Look below and pull out each line with the word "JobStatusReport".
------ Extracted records
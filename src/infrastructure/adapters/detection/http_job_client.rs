//! HTTP Job Client - 调用外部检测服务
//!
//! 实现 JobClientPort trait，通过 HTTP 调用检测服务的任务接口
//!
//! 外部检测 API:
//! POST {base}/api/process                 Request: TaskOptions (JSON)
//!                                          Response: {"job_id", "status", "message"} 或 {"error"}
//! GET  {base}/api/process/{job_id}/status  Response: {"job_id", "status", "progress",
//!                                                     "current_step", "elapsed_seconds"}

use async_trait::async_trait;
use reqwest::{Client, Response, Url};
use serde::Deserialize;
use std::sync::Arc;
use std::time::Duration;

use crate::application::ports::{
    JobClientError, JobClientFactoryPort, JobClientPort, JobStatusReport, StartJobResponse,
    TaskOptions,
};
use crate::domain::processing::{ApiBaseUrl, JobId, JobStatus};

/// 启动任务响应体
#[derive(Debug, Deserialize)]
struct StartJobBody {
    #[serde(default)]
    job_id: Option<String>,
    #[serde(default)]
    status: String,
    #[serde(default)]
    message: String,
    #[serde(default)]
    error: Option<String>,
}

/// 任务状态响应体
#[derive(Debug, Deserialize)]
struct JobStatusBody {
    #[serde(default)]
    job_id: Option<String>,
    status: String,
    #[serde(default)]
    progress: f64,
    #[serde(default)]
    current_step: String,
    #[serde(default)]
    elapsed_seconds: f64,
}

/// HTTP Job 客户端配置
#[derive(Debug, Clone)]
pub struct HttpJobClientConfig {
    /// 检测服务基础 URL
    pub base_url: ApiBaseUrl,
    /// 单次请求超时时间（秒）
    pub timeout_secs: u64,
}

impl HttpJobClientConfig {
    pub fn new(base_url: ApiBaseUrl) -> Self {
        Self {
            base_url,
            timeout_secs: 30,
        }
    }

    pub fn with_timeout(mut self, secs: u64) -> Self {
        self.timeout_secs = secs;
        self
    }
}

/// HTTP Job 客户端
pub struct HttpJobClient {
    client: Client,
    config: HttpJobClientConfig,
}

impl HttpJobClient {
    /// 创建新的 HTTP Job 客户端
    pub fn new(config: HttpJobClientConfig) -> Result<Self, JobClientError> {
        let client = Client::builder()
            .timeout(Duration::from_secs(config.timeout_secs))
            .build()
            .map_err(|e| JobClientError::NetworkError(e.to_string()))?;

        Ok(Self { client, config })
    }

    fn start_url(&self) -> String {
        self.config.base_url.join("/api/process")
    }

    /// job_id 作为单个路径段编码，`#`、`?`、`/` 不会改变请求的资源
    fn status_url(&self, job_id: &JobId) -> Result<Url, JobClientError> {
        let mut url = Url::parse(&self.start_url())
            .map_err(|e| JobClientError::NetworkError(format!("Invalid status URL: {}", e)))?;
        url.path_segments_mut()
            .map_err(|_| JobClientError::NetworkError("Base URL cannot hold a path".to_string()))?
            .push(job_id.as_str())
            .push("status");
        Ok(url)
    }

    fn health_url(&self) -> String {
        self.config.base_url.join("/")
    }

    /// 非 2xx 状态码转换为 ServiceError
    async fn check_status(response: Response) -> Result<Response, JobClientError> {
        let status = response.status();
        if status.is_success() {
            return Ok(response);
        }
        let error_text = response.text().await.unwrap_or_default();
        Err(JobClientError::ServiceError(format!(
            "HTTP {}: {}",
            status, error_text
        )))
    }
}

fn map_send_error(e: reqwest::Error) -> JobClientError {
    if e.is_timeout() {
        JobClientError::Timeout
    } else if e.is_connect() {
        JobClientError::NetworkError(format!("Cannot connect to detection service: {}", e))
    } else {
        JobClientError::NetworkError(e.to_string())
    }
}

#[async_trait]
impl JobClientPort for HttpJobClient {
    async fn start_job(&self, options: &TaskOptions) -> Result<StartJobResponse, JobClientError> {
        tracing::debug!(url = %self.start_url(), project_id = %options.project_id, "Sending start job request");

        let response = self
            .client
            .post(self.start_url())
            .json(options)
            .send()
            .await
            .map_err(map_send_error)?;
        let response = Self::check_status(response).await?;

        let body: StartJobBody = response
            .json()
            .await
            .map_err(|e| JobClientError::InvalidResponse(format!("Failed to decode start response: {}", e)))?;

        if let Some(error) = body.error {
            return Err(JobClientError::Rejected(error));
        }
        let job_id = body
            .job_id
            .filter(|id| !id.is_empty())
            .ok_or_else(|| JobClientError::InvalidResponse("Missing job_id".to_string()))?;

        Ok(StartJobResponse {
            job_id: JobId::new(job_id),
            status: body.status,
            message: body.message,
        })
    }

    async fn get_job_status(&self, job_id: &JobId) -> Result<JobStatusReport, JobClientError> {
        let response = self
            .client
            .get(self.status_url(job_id)?)
            .send()
            .await
            .map_err(map_send_error)?;
        let response = Self::check_status(response).await?;

        let body: JobStatusBody = response
            .json()
            .await
            .map_err(|e| JobClientError::InvalidResponse(format!("Failed to decode status: {}", e)))?;

        let status = JobStatus::parse(&body.status).ok_or_else(|| {
            JobClientError::InvalidResponse(format!("Unknown job status: {}", body.status))
        })?;

        Ok(JobStatusReport {
            job_id: body.job_id.map(JobId::new).unwrap_or_else(|| job_id.clone()),
            status,
            progress: body.progress.clamp(0.0, 100.0).floor() as u8,
            current_step: body.current_step,
            elapsed_seconds: body.elapsed_seconds.max(0.0),
        })
    }

    async fn health_check(&self) -> bool {
        match self
            .client
            .get(self.health_url())
            .timeout(Duration::from_secs(5))
            .send()
            .await
        {
            Ok(response) => response.status().is_success(),
            Err(_) => false,
        }
    }
}

/// 按端点创建 HttpJobClient
pub struct HttpJobClientFactory {
    timeout_secs: u64,
}

impl HttpJobClientFactory {
    pub fn new(timeout_secs: u64) -> Self {
        Self { timeout_secs }
    }
}

impl JobClientFactoryPort for HttpJobClientFactory {
    fn connect(&self, base_url: &ApiBaseUrl) -> Result<Arc<dyn JobClientPort>, JobClientError> {
        let config = HttpJobClientConfig::new(base_url.clone()).with_timeout(self.timeout_secs);
        Ok(Arc::new(HttpJobClient::new(config)?))
    }
}

#[cfg(test)]
mod tests {
    use super::*;
    use axum::{
        extract::Path,
        http::StatusCode,
        routing::{get, post},
        Json, Router,
    };
    use serde_json::{json, Value};
    use tokio::net::TcpListener;

    /// 在本地端口启动一个假的检测服务
    async fn serve(router: Router) -> ApiBaseUrl {
        let listener = TcpListener::bind("127.0.0.1:0").await.unwrap();
        let addr = listener.local_addr().unwrap();
        tokio::spawn(async move {
            axum::serve(listener, router).await.unwrap();
        });
        ApiBaseUrl::parse(&format!("http://{}", addr)).unwrap().unwrap()
    }

    fn client(base_url: ApiBaseUrl) -> HttpJobClient {
        HttpJobClient::new(HttpJobClientConfig::new(base_url).with_timeout(5)).unwrap()
    }

    #[test]
    fn test_config_builder() {
        let url = ApiBaseUrl::parse("http://example.com:7860").unwrap().unwrap();
        let config = HttpJobClientConfig::new(url).with_timeout(10);
        assert_eq!(config.base_url.as_str(), "http://example.com:7860");
        assert_eq!(config.timeout_secs, 10);
    }

    #[tokio::test]
    async fn test_start_job_sends_options() {
        let router = Router::new().route(
            "/api/process",
            post(|Json(body): Json<Value>| async move {
                assert_eq!(body["project_id"], "site-7");
                assert_eq!(body["detect_cone"], true);
                Json(json!({"job_id": "job_1700000000", "status": "started", "message": "Processing started"}))
            }),
        );
        let client = client(serve(router).await);

        let options = TaskOptions {
            project_id: "site-7".to_string(),
            detect_cone: true,
            ..Default::default()
        };
        let started = client.start_job(&options).await.unwrap();
        assert_eq!(started.job_id.as_str(), "job_1700000000");
        assert_eq!(started.status, "started");
    }

    #[tokio::test]
    async fn test_start_job_http_error() {
        let router = Router::new().route(
            "/api/process",
            post(|| async { (StatusCode::INTERNAL_SERVER_ERROR, "model crashed") }),
        );
        let client = client(serve(router).await);

        match client.start_job(&TaskOptions::default()).await {
            Err(JobClientError::ServiceError(msg)) => {
                assert!(msg.contains("500"));
                assert!(msg.contains("model crashed"));
            }
            other => panic!("unexpected result: {:?}", other),
        }
    }

    #[tokio::test]
    async fn test_start_job_application_error() {
        let router = Router::new().route(
            "/api/process",
            post(|| async { Json(json!({"error": "Please upload an image first"})) }),
        );
        let client = client(serve(router).await);

        assert!(matches!(
            client.start_job(&TaskOptions::default()).await,
            Err(JobClientError::Rejected(msg)) if msg == "Please upload an image first"
        ));
    }

    #[tokio::test]
    async fn test_get_job_status() {
        let router = Router::new().route(
            "/api/process/:job_id/status",
            get(|Path(job_id): Path<String>| async move {
                Json(json!({
                    "job_id": job_id,
                    "status": "running",
                    "progress": 42.7,
                    "current_step": "Detecting car...",
                    "elapsed_seconds": 12.5
                }))
            }),
        );
        let client = client(serve(router).await);

        let report = client.get_job_status(&JobId::new("job_9")).await.unwrap();
        assert_eq!(report.job_id.as_str(), "job_9");
        assert_eq!(report.status, JobStatus::Running);
        assert_eq!(report.progress, 42);
        assert_eq!(report.current_step, "Detecting car...");
    }

    #[tokio::test]
    async fn test_job_id_is_one_path_segment() {
        let router = Router::new().route(
            "/api/process/:job_id/status",
            get(|Path(job_id): Path<String>| async move {
                Json(json!({"job_id": job_id, "status": "pending", "progress": 0}))
            }),
        );
        let client = client(serve(router).await);

        for raw in ["job#7", "job?id=7", "batch/7", "job 7"] {
            let report = client.get_job_status(&JobId::new(raw)).await.unwrap();
            assert_eq!(report.job_id.as_str(), raw);
            assert_eq!(report.status, JobStatus::Pending);
        }
    }

    #[test]
    fn test_status_url_keeps_base_path() {
        let url = ApiBaseUrl::parse("http://gpu-box:7860/detector").unwrap().unwrap();
        let client = client(url);
        assert_eq!(
            client.status_url(&JobId::new("job#7")).unwrap().as_str(),
            "http://gpu-box:7860/detector/api/process/job%237/status"
        );
    }

    #[tokio::test]
    async fn test_get_job_status_unknown_status() {
        let router = Router::new().route(
            "/api/process/:job_id/status",
            get(|| async { Json(json!({"status": "exploded", "progress": 0})) }),
        );
        let client = client(serve(router).await);

        assert!(matches!(
            client.get_job_status(&JobId::new("job_9")).await,
            Err(JobClientError::InvalidResponse(_))
        ));
    }

    #[tokio::test]
    async fn test_get_job_status_not_found() {
        let router = Router::new().route(
            "/api/process/:job_id/status",
            get(|| async { (StatusCode::NOT_FOUND, "Job not found") }),
        );
        let client = client(serve(router).await);

        assert!(matches!(
            client.get_job_status(&JobId::new("job_9")).await,
            Err(JobClientError::ServiceError(_))
        ));
    }

    #[tokio::test]
    async fn test_health_check() {
        let router = Router::new().route("/", get(|| async { "ok" }));
        let client = client(serve(router).await);
        assert!(client.health_check().await);
    }

    #[tokio::test]
    async fn test_connection_refused() {
        // 绑定后立即释放，得到一个无人监听的端口
        let listener = TcpListener::bind("127.0.0.1:0").await.unwrap();
        let addr = listener.local_addr().unwrap();
        drop(listener);

        let url = ApiBaseUrl::parse(&format!("http://{}", addr)).unwrap().unwrap();
        let client = client(url);
        assert!(matches!(
            client.start_job(&TaskOptions::default()).await,
            Err(JobClientError::NetworkError(_))
        ));
        assert!(!client.health_check().await);
    }

    #[test]
    fn test_factory_builds_client() {
        let factory = HttpJobClientFactory::new(15);
        let url = ApiBaseUrl::parse("http://localhost:7860").unwrap().unwrap();
        assert!(factory.connect(&url).is_ok());
    }
}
------------
* **Answer to the exercise**:
    JobClientError, JobClientFactoryPort, JobClientPort, JobStatusReport, StartJobResponse,
    async fn get_job_status(&self, job_id: &JobId) -> Result<JobStatusReport, JobClientError> {
        Ok(JobStatusReport {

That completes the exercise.